Unclaimed treasure may also be a way to describe “sacramental economy” or the way Christ works through the sacraments, and His plan for salvation accomplished through the Church.

Although the word “economy” most often suggests the notion of “money,” here it refers to another kind of treasure. Economy is that part of divine revelation in the Christian tradition that deals with God’s creation and management of the world, particularly His plan for salvation accomplished through the Church. In other words, when we speak of “sacramental economy,” we are referring to “the communication [or dispensation] of the fruits of Christ’s Paschal mystery in the celebration of the Church’s ‘sacramental’ liturgy” (ccc 1076). Who among us can say that he or she has claimed all these treasures that Christ makes available to us in the sacraments or in the Church’s sacramental liturgies?

We live in the age of the Church, “during which [time] Christ manifests, makes present, and communicates his work of salvation through the liturgy of his Church” until His Second Coming in glory

at the end of the world (ccc 1076). This is a great blessing for us, which means “it is a divine and life-giving action, the source of which is (God) the Father” (ccc 1078). As a matter of fact, “from the beginning until the end of time the whole of God’s work is a blessing” (ccc 1079). When the word “blessing” is applied to us humans, it means “adoration and surrender to our Creator in thanksgiving” (ccc 1078).

A passage from Sacred Scripture (Ephesians 1:3) included in the daily prayers of priests and consecrated religious worldwide, captures this sentiment beautifully as quoted in the Catechism: “Blessed be the God and Father of our Lord Jesus Christ, who has blessed us in Christ with every spiritual blessing in the heavenly places, even as he chose us in him before the foundation of the world, that we should be holy and blameless before him. He destined us before him in love to be his sons [and daughters] through Jesus Christ, according to the purpose of his will, to the praise of his glorious grace which he freely bestowed on us in the Beloved” (ccc 1077).

As we surf the Sacred Scriptures, we discover that “the inspired authors proclaim the plan of salvation as one vast divine blessing” (ccc 1079) from the first book of the Bible (Genesis) to the fin a l one (Revelation).

The Catechism (ccc 1080) chronicles the details in the Book of Genesis: · We learn that God blessed all living beings, especially man and woman.

· We learn that the covenant with Noah and with all living things renewed this blessing of fruitfulness despite man’s sin which had brought a curse on the ground.

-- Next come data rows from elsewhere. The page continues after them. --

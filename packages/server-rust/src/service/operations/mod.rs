//! The customer self-service operations run through the pipeline.

pub mod claim_submission;
pub mod inquiry_submission;
pub mod policy_purchase;

pub use claim_submission::{ClaimRequest, ClaimSubmission};
pub use inquiry_submission::{InquiryRequest, InquirySubmission};
pub use policy_purchase::{PolicyPurchase, PurchaseReceipt, PurchaseRequest};
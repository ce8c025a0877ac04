//! Reference collaborator implementations backed by process memory.

pub mod memory;

pub use memory::MemoryStore;
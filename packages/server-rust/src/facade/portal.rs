//! Customer portal entry points. Each action runs through its
//! [`OperationPipeline`] and is announced on the bus only once it succeeds.

use std::sync::Arc;

use healthins_core::{ActorId, Claim, Inquiry, MonotonicClock};

use super::Collaborators;
use crate::error::OperationError;
use crate::events::{event_types, Event, EventBus, Subject};
use crate::service::config::BackofficeConfig;
use crate::service::operations::{
    ClaimRequest, ClaimSubmission, InquiryRequest, InquirySubmission, PolicyPurchase,
    PurchaseReceipt, PurchaseRequest,
};
use crate::service::pipeline::OperationPipeline;

pub struct PortalFacade {
    claims: OperationPipeline<ClaimSubmission>,
    purchases: OperationPipeline<PolicyPurchase>,
    inquiries: OperationPipeline<InquirySubmission>,
    clock: Arc<MonotonicClock>,
    bus: Arc<EventBus>,
}

impl PortalFacade {
    #[must_use]
    pub fn new(c: &Collaborators, bus: Arc<EventBus>, config: &BackofficeConfig) -> Self {
        let deps = c.pipeline_deps();
        Self {
            claims: OperationPipeline::new(
                ClaimSubmission::new(
                    Arc::clone(&c.policies),
                    Arc::clone(&c.claims),
                    Arc::clone(&c.clock),
                ),
                deps.clone(),
            ),
            purchases: OperationPipeline::new(
                PolicyPurchase::new(
                    Arc::clone(&c.policies),
                    Arc::clone(&c.payments),
                    Arc::clone(&c.clock),
                    config,
                ),
                deps.clone(),
            ),
            inquiries: OperationPipeline::new(
                InquirySubmission::new(Arc::clone(&c.inquiries), config),
                deps,
            ),
            clock: Arc::clone(&c.clock),
            bus,
        }
    }

    /// # Errors
    ///
    /// Any pipeline failure, unchanged.
    pub async fn submit_claim(
        &self,
        actor_id: ActorId,
        request: ClaimRequest,
    ) -> Result<Claim, OperationError> {
        let claim = self.claims.execute(request, actor_id).await?;
        self.publish(
            Event::new(
                event_types::CLAIM_SUBMITTED,
                Subject::Operation(claim.claim_number.clone()),
                actor_id,
                self.clock.now(),
            )
            .with("claimId", claim.id.0)
            .with("policyId", claim.policy_id.0)
            .with("amount", claim.amount),
        );
        Ok(claim)
    }

    /// # Errors
    ///
    /// Any pipeline failure, unchanged.
    pub async fn purchase_policy(
        &self,
        actor_id: ActorId,
        request: PurchaseRequest,
    ) -> Result<PurchaseReceipt, OperationError> {
        let receipt = self.purchases.execute(request, actor_id).await?;
        self.publish(
            Event::new(
                event_types::POLICY_PURCHASED,
                Subject::Operation(receipt.policy.policy_number.clone()),
                actor_id,
                self.clock.now(),
            )
            .with("policyId", receipt.policy.id.0)
            .with("coverage", receipt.policy.coverage.clone())
            .with("premium", receipt.policy.premium),
        );
        Ok(receipt)
    }

    /// # Errors
    ///
    /// Any pipeline failure, unchanged.
    pub async fn submit_inquiry(
        &self,
        actor_id: ActorId,
        request: InquiryRequest,
    ) -> Result<Inquiry, OperationError> {
        let inquiry = self.inquiries.execute(request, actor_id).await?;
        self.publish(
            Event::new(
                event_types::INQUIRY_SUBMITTED,
                Subject::Operation(format!("inquiry-{}", inquiry.id)),
                actor_id,
                self.clock.now(),
            )
            .with("inquiryId", inquiry.id.0)
            .with("inquiryType", inquiry.inquiry_type.clone()),
        );
        Ok(inquiry)
    }

    fn publish(&self, event: Event) {
        let report = self.bus.publish(&event);
        if !report.failed.is_empty() {
            tracing::debug!(
                event_type = event.event_type(),
                failed = ?report.failed,
                "some listeners failed"
            );
        }
    }
}

#[cfg(test)]
mod tests {
    use chrono::NaiveDate;
    use healthins_core::{
        Actor, Money, Policy, PolicyId, PolicyOffer, PolicyOfferId, PolicyStatus, Role,
    };

    use super::*;
    use crate::events::{EventListener, MetricsListener};
    use crate::notify::OutboxNotifier;
    use crate::storage::MemoryStore;

    fn fixture() -> (Arc<MemoryStore>, Arc<MetricsListener>, PortalFacade) {
        let store = Arc::new(MemoryStore::new());
        store.seed_actor(Actor {
            id: ActorId(7),
            username: "jane".into(),
            name: "Jane Doe".into(),
            email: "jane@example.com".into(),
            phone: None,
            contact: None,
            active: true,
            role: Role::Customer,
        });
        store.seed_policy(Policy {
            id: PolicyId(1),
            policy_number: "P-1".into(),
            holder: ActorId(7),
            status: PolicyStatus::Active,
            premium: Money::from_major(15_000),
            coverage: "HEALTH".into(),
            start_date: NaiveDate::from_ymd_opt(2024, 1, 1).unwrap(),
            end_date: NaiveDate::from_ymd_opt(2025, 1, 1).unwrap(),
        });
        store.seed_offer(PolicyOffer {
            id: PolicyOfferId(2),
            coverage_type: "DENTAL".into(),
            description: "Dental cover".into(),
            price: Some(Money::from_major(300)),
        });
        let metrics = Arc::new(MetricsListener::new());
        let bus = Arc::new(EventBus::new(vec![
            metrics.clone() as Arc<dyn EventListener>
        ]));
        let c = Collaborators::in_memory(
            store.clone(),
            Arc::new(OutboxNotifier::new()),
            Arc::new(MonotonicClock::system()),
        );
        let facade = PortalFacade::new(&c, bus, &BackofficeConfig::default());
        (store, metrics, facade)
    }

    #[tokio::test]
    async fn each_portal_action_publishes_its_event() {
        let (store, metrics, portal) = fixture();
        portal
            .submit_claim(
                ActorId(7),
                ClaimRequest {
                    policy_id: Some(PolicyId(1)),
                    amount: Money::from_major(100),
                    description: "Checkup".into(),
                    claim_date: None,
                },
            )
            .await
            .unwrap();
        portal
            .purchase_policy(
                ActorId(7),
                PurchaseRequest {
                    offer_id: Some(PolicyOfferId(2)),
                    card_holder: "Jane Doe".into(),
                    card_number: "4111111111111111".into(),
                    expiry: "01/30".into(),
                    cvv: "999".into(),
                },
            )
            .await
            .unwrap();
        portal
            .submit_inquiry(
                ActorId(7),
                InquiryRequest {
                    inquiry_type: "GENERAL".into(),
                    title: "Coverage".into(),
                    description: "Does dental include braces?".into(),
                },
            )
            .await
            .unwrap();

        assert_eq!(metrics.count(event_types::CLAIM_SUBMITTED), 1);
        assert_eq!(metrics.count(event_types::POLICY_PURCHASED), 1);
        assert_eq!(metrics.count(event_types::INQUIRY_SUBMITTED), 1);
        assert_eq!(store.audit_entries().len(), 3);
    }

    #[tokio::test]
    async fn rejected_claim_publishes_nothing() {
        let (_, metrics, portal) = fixture();
        let err = portal
            .submit_claim(
                ActorId(7),
                ClaimRequest {
                    policy_id: Some(PolicyId(1)),
                    amount: Money::from_major(20_000),
                    description: "Surgery".into(),
                    claim_date: None,
                },
            )
            .await
            .unwrap_err();
        assert!(matches!(err, OperationError::InvalidState(_)));
        assert_eq!(metrics.count(event_types::CLAIM_SUBMITTED), 0);
    }
}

· With Abraham, the divine blessing enters into human history, escapes death, and is redirected toward life, toward its source.

· By the faith of “the father of all believers,” who embraced the blessing, the history of salvation is inaugurated.

The next paragraph in the Catechism (ccc 1081) explains that “the divine blessings were made manifest in astonishing and saving events” as follows: · the birth of Isaac (Genesis 21).

· the escape from Egypt

and Passover (Exodus 12-15).

· the gift of the promised land (Genesis 15.26, 28; Exodus 23; Numbers 34; Deuteronomy 1, 19).

· the election of David (1 Samuel 16).

· the presence of God in the Temple (Exodus 36). · the purifying exile, and return of a “small remnant” (Deuteronomy 3, 28; Isaiah 10, 11; Ezra 3; 2 Kings 19). · the Law (Genesis, Exodus, Leviticus, Numbers, Deuteronomy).

· the Prophets (Isaiah, Jeremiah, Ezekiel, Daniel, Hosea, Amos, Micah, Joel, Obadiah, Jonah, Nahum, Habakkuk, Zephaniah, Haggai, Zechariah, Malachi).

· the Psalms (150 Psalms are interwoven in the liturgy of the Chosen People). The Catechism explains that “in the Church’s liturgy the divine blessing is fully revealed and communicated. The Father is acknowledged and adored as the source and the end of all the blessings of creation and salvation. In his Word who became incarnate, died, and rose for us, h e fi lls us with his blessings. Through his Word, he pours into our hearts the Gift that contains all gifts, the Holy Spirit” (ccc 1082). The Liturgy is the manner in which we receive “the spiritual blessings of the Father” (ccc 1083). “On the one hand, the Church, united with her Lord and in the Holy Spirit, blesses the Father for his inexpressible gift in her adoration, praise, and thanksgiving” (ccc 1083). “On the other hand, until the consummation of God’s plan, the Church never ceases to present to the Father the offering of his own gifts and to beg him to send the Holy Spirit upon that offering, upon herself, upon the faithful, and upon the whole world” (ccc 1083). How blessed we are to have the indispensable gift of Christ in the sacraments and in the Church’s sacramental liturgies!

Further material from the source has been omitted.